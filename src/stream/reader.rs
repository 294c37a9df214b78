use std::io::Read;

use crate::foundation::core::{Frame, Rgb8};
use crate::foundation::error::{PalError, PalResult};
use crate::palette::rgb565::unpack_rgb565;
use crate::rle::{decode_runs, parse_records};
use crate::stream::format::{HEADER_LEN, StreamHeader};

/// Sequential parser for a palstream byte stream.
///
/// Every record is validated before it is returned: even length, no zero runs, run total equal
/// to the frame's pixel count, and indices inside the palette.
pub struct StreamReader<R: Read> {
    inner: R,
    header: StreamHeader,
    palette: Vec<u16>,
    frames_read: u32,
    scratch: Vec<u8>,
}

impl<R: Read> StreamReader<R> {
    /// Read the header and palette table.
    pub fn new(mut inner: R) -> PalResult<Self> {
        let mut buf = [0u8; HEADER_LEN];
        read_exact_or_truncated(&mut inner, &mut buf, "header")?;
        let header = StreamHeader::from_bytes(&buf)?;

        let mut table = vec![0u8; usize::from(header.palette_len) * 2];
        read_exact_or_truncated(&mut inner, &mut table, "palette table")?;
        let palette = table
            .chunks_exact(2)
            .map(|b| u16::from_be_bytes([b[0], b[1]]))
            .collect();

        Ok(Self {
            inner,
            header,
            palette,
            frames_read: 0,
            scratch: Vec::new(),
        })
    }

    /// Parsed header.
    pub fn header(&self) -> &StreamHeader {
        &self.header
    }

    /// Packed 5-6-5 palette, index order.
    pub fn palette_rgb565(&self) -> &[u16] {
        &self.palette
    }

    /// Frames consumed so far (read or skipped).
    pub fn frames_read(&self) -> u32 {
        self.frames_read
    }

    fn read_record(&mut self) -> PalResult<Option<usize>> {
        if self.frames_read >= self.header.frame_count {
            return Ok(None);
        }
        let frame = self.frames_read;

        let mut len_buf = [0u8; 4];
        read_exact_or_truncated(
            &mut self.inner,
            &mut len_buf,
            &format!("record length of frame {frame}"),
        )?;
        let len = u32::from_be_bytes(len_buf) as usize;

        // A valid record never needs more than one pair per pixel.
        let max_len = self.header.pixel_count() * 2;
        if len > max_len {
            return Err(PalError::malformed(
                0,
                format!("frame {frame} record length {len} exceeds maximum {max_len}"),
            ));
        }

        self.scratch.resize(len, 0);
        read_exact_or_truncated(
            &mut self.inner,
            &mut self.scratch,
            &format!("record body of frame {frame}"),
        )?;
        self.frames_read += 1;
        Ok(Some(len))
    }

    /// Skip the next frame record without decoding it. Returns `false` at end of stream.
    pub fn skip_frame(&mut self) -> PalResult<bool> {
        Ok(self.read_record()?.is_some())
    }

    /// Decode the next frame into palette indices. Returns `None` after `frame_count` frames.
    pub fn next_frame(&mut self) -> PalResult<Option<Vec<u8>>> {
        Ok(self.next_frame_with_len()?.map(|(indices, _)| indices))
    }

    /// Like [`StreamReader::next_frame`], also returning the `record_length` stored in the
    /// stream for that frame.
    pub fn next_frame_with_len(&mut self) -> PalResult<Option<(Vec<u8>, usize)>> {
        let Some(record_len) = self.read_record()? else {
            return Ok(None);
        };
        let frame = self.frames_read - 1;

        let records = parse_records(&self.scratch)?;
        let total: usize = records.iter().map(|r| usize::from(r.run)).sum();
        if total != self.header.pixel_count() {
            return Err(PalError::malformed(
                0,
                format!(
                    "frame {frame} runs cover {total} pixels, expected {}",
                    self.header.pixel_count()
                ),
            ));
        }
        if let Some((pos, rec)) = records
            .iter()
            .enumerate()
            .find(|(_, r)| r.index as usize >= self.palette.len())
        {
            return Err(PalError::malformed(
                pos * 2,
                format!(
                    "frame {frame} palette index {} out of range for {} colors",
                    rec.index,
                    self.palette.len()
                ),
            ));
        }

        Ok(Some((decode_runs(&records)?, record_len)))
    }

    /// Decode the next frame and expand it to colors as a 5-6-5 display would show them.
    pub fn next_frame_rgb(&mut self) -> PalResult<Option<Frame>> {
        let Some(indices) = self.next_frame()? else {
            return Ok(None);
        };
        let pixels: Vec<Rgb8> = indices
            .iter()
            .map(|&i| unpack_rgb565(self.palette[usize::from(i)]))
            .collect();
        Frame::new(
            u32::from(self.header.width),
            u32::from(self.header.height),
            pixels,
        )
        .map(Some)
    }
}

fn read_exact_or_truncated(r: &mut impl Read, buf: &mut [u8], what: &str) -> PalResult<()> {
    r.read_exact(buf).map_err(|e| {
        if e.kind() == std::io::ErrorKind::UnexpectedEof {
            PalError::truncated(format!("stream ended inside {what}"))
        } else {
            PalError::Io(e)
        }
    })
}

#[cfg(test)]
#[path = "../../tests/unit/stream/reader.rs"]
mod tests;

○ ○ ○ ○ ○

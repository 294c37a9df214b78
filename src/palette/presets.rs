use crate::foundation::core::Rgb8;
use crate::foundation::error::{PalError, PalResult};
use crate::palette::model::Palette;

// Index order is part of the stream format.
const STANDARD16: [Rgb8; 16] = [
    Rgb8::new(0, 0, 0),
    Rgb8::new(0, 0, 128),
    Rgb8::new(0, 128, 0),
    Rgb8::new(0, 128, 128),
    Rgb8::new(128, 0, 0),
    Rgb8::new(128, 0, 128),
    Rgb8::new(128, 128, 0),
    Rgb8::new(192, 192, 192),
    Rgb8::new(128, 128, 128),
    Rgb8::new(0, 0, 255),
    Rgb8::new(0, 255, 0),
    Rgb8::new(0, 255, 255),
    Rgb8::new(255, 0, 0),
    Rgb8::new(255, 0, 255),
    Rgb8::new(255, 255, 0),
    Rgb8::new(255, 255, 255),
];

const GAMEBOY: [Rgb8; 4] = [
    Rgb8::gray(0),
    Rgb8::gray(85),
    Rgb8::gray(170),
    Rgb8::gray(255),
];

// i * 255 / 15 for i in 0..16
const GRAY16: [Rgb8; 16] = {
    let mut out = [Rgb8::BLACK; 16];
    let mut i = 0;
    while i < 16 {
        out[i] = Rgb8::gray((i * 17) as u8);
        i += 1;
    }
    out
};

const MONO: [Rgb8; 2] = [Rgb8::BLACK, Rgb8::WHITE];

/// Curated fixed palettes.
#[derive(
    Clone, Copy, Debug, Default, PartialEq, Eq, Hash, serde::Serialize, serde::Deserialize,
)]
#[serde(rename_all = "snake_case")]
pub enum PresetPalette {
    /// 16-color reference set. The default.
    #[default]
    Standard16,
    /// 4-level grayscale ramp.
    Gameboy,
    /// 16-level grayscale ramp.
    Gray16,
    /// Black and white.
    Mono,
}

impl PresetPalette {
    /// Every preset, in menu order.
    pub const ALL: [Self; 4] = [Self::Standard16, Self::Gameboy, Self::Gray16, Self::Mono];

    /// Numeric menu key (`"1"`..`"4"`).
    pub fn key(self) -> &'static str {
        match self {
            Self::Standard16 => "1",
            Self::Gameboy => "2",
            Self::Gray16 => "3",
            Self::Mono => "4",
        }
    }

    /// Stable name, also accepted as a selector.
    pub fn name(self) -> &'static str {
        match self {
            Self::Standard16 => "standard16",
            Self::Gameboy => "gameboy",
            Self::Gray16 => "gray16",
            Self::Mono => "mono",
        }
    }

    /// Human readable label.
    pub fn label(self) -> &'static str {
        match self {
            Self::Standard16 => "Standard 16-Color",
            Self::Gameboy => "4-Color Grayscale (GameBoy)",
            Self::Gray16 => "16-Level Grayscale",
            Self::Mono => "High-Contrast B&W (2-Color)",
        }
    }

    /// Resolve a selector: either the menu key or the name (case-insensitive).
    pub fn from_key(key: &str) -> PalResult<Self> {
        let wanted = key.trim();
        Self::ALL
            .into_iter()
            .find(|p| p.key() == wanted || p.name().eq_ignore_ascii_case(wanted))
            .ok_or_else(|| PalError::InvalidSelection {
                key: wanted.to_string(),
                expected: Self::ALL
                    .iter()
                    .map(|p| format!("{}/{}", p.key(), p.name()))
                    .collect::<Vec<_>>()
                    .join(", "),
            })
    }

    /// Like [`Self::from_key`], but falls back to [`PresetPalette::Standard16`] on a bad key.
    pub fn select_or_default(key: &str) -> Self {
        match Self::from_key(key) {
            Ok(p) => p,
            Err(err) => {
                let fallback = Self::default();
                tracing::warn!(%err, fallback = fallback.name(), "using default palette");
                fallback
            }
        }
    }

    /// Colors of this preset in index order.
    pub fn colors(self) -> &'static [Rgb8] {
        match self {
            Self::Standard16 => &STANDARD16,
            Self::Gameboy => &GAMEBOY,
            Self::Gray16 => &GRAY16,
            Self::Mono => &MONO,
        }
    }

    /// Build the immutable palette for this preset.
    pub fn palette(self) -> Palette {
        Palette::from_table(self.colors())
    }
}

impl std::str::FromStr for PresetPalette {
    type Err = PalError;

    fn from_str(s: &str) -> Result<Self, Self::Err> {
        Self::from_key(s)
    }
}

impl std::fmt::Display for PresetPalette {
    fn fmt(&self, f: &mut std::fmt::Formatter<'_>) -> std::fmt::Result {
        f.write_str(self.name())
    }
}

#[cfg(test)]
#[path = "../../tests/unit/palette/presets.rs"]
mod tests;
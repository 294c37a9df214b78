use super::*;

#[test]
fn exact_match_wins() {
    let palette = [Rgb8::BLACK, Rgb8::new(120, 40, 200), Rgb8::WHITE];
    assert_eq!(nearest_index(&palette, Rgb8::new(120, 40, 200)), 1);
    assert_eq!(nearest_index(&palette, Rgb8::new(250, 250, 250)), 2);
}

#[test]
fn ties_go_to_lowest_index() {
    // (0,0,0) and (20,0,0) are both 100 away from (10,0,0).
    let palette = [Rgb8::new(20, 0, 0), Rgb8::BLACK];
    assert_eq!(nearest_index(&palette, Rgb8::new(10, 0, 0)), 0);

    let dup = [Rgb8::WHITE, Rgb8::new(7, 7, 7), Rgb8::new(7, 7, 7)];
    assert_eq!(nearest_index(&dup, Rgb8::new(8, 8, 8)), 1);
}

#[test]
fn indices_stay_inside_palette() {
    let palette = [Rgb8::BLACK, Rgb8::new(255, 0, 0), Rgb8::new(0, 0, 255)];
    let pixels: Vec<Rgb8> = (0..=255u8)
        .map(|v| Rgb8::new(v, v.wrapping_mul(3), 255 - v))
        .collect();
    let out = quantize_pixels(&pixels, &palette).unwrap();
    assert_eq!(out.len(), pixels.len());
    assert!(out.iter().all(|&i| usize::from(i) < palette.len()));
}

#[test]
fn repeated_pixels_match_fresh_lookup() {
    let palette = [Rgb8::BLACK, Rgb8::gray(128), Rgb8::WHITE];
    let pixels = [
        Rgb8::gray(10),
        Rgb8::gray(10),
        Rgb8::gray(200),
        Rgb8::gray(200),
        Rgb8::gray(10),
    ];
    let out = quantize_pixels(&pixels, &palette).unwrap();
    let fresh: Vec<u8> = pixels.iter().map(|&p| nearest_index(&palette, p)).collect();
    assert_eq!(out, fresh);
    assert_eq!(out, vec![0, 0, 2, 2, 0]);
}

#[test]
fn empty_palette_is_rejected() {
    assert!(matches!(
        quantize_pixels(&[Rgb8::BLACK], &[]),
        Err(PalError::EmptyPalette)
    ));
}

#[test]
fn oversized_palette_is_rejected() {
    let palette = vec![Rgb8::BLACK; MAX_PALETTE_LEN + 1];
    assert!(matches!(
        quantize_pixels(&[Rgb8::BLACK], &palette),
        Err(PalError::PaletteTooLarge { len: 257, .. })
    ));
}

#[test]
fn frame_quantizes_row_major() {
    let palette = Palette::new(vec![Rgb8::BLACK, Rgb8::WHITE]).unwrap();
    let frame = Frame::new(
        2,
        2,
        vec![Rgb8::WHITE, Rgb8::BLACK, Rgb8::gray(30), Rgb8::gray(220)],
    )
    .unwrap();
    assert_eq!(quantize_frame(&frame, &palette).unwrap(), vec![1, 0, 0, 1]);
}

○ ○ ○ ○ ○

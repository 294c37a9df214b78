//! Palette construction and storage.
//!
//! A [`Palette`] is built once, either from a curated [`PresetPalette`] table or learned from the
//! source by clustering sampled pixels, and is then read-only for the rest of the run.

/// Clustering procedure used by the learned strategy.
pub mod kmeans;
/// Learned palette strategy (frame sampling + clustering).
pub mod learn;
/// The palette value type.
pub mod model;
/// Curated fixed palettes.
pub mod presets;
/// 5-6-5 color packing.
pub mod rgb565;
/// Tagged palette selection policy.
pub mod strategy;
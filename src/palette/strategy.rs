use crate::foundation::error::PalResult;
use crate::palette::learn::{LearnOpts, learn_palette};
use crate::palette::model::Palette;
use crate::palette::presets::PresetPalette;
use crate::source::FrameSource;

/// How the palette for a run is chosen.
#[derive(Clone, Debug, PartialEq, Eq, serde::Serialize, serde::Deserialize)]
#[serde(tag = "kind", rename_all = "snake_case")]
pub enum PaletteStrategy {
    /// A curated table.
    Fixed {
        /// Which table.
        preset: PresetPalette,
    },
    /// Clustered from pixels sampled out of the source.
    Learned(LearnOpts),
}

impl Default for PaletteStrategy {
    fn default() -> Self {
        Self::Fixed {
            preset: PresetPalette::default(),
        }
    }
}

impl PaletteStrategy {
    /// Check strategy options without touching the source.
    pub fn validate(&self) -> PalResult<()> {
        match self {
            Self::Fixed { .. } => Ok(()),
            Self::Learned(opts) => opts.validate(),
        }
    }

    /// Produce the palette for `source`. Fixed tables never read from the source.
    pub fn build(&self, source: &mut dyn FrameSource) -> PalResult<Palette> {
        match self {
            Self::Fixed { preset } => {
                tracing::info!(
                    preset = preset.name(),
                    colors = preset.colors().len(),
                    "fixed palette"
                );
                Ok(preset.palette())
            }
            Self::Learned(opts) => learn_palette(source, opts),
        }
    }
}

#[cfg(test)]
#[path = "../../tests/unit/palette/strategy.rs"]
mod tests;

○ ○ ○ ○ ○

#### [Problem]
In the entries above, find the line holding "filename src/stream/reader.rs" and the line holding "inside the palette."; print both of them and every line between, exactly, and nothing else.

#### [Output for this exercise]
filename src/stream/reader.rs
repository 294c37a9df214b78
use std::io::Read;

use crate::foundation::core::{Frame, Rgb8};
use crate::foundation::error::{PalError, PalResult};
use crate::palette::rgb565::unpack_rgb565;
use crate::rle::{decode_runs, parse_records};
use crate::stream::format::{HEADER_LEN, StreamHeader};

/// Sequential parser for a palstream byte stream.
///
/// Every record is validated before it is returned: even length, no zero runs, run total equal
/// to the frame's pixel count, and indices inside the palette.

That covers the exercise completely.